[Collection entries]
⟨
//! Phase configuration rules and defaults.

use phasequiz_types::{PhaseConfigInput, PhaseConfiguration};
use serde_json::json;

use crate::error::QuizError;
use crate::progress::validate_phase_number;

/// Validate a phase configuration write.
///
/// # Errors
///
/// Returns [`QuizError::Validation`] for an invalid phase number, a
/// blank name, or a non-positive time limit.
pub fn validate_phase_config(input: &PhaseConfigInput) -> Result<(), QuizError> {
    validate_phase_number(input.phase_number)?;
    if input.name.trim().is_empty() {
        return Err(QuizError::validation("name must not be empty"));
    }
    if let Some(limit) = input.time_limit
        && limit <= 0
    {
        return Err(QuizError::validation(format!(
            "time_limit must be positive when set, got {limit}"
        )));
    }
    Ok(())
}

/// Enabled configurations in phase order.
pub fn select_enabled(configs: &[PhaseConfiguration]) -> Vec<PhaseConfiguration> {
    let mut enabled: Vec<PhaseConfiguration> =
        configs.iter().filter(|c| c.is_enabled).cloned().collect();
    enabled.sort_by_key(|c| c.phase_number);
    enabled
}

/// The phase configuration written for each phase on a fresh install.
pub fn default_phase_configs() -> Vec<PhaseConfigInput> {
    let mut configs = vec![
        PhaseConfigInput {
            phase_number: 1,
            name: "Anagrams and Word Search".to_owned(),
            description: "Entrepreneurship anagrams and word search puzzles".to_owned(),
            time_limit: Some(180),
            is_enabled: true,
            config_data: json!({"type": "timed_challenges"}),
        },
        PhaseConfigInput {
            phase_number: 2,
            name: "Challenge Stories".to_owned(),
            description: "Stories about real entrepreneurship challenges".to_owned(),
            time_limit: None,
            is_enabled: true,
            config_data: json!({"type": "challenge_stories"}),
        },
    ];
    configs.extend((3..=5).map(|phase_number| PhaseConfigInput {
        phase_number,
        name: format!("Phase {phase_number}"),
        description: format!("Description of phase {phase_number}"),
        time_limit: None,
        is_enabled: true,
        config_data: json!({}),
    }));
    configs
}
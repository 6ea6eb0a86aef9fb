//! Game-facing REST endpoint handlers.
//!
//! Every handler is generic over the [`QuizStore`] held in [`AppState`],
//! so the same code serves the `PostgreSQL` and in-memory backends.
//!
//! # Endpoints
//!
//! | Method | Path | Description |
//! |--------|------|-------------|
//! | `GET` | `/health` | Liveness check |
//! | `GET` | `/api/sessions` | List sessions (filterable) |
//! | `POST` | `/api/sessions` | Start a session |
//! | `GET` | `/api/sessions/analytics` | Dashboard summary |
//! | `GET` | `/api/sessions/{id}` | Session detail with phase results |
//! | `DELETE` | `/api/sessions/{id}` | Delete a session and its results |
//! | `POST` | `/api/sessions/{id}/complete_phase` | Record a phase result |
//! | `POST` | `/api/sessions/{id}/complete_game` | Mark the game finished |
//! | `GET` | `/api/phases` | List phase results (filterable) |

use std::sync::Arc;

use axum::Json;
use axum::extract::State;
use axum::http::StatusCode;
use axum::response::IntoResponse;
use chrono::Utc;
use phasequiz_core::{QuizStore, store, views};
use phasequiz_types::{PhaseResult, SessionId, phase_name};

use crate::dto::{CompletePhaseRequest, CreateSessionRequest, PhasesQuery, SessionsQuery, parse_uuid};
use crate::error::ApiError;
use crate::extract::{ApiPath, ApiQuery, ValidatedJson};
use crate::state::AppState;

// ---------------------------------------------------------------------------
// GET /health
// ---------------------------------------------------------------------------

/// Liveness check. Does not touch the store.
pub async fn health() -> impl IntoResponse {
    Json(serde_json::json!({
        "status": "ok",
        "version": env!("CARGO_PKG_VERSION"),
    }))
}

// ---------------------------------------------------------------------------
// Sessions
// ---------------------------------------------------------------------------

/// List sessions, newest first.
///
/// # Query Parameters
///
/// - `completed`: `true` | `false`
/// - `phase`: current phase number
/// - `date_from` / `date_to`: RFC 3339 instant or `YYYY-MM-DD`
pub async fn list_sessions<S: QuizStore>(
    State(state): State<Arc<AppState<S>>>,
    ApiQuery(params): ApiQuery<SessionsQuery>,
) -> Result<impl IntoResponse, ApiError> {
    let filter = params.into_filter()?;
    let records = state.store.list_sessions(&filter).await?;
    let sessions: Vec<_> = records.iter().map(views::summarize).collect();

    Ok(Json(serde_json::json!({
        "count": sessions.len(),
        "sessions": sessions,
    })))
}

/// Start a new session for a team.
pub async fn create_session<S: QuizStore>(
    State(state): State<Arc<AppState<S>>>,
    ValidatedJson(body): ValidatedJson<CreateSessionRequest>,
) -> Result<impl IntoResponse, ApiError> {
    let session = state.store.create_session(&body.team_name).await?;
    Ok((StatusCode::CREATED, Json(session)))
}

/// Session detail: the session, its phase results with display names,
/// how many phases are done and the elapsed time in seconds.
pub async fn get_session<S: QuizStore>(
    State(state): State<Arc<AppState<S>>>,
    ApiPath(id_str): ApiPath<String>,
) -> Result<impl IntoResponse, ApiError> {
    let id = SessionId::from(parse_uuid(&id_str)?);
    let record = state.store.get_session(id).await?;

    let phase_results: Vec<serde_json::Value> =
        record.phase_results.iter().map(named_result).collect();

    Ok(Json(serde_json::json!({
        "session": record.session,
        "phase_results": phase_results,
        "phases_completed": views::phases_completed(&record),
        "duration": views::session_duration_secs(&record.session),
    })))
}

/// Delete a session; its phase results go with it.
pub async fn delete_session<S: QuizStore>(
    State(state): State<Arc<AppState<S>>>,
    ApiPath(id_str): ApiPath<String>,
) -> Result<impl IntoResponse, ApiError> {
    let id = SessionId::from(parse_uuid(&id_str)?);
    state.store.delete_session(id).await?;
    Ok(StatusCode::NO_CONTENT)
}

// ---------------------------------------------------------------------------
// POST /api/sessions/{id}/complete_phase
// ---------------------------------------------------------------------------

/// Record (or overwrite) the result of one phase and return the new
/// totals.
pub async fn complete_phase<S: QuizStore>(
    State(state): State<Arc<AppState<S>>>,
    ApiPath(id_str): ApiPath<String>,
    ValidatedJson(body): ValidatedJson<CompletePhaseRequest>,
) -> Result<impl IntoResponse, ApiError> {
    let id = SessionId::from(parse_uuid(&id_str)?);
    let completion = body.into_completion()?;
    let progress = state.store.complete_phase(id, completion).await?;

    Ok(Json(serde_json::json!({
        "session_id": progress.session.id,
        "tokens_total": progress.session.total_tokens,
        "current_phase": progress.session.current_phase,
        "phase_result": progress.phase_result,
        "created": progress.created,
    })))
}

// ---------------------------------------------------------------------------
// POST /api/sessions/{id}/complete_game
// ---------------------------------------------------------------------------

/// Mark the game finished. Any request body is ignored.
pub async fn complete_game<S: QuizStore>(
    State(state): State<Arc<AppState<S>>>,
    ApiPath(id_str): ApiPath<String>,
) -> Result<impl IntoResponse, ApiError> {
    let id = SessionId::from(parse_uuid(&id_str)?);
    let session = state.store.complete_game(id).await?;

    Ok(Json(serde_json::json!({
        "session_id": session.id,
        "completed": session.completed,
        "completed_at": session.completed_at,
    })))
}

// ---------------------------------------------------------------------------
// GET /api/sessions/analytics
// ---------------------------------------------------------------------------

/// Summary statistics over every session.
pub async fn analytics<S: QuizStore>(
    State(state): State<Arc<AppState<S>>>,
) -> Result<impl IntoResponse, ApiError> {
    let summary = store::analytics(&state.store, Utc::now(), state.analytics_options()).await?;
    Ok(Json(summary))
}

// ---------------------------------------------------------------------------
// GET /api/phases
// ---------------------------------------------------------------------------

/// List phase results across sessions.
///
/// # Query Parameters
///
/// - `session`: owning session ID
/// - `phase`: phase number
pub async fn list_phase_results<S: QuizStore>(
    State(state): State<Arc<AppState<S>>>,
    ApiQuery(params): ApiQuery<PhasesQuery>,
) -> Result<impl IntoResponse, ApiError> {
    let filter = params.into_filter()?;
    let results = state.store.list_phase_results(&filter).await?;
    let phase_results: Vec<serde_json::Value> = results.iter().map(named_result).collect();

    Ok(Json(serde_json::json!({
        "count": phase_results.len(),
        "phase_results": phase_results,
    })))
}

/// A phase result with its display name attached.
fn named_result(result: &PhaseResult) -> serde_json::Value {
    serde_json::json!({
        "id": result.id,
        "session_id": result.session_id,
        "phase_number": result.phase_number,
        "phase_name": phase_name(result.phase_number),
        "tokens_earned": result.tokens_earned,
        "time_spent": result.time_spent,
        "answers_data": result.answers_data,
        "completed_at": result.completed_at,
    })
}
⟩
Wherever the word "progress" turns up in the records, copy out the line it is on.

→ Answer box:
use crate::progress::validate_phase_number;
    let progress = state.store.complete_phase(id, completion).await?;
        "session_id": progress.session.id,
        "tokens_total": progress.session.total_tokens,
        "current_phase": progress.session.current_phase,
        "phase_result": progress.phase_result,
        "created": progress.created,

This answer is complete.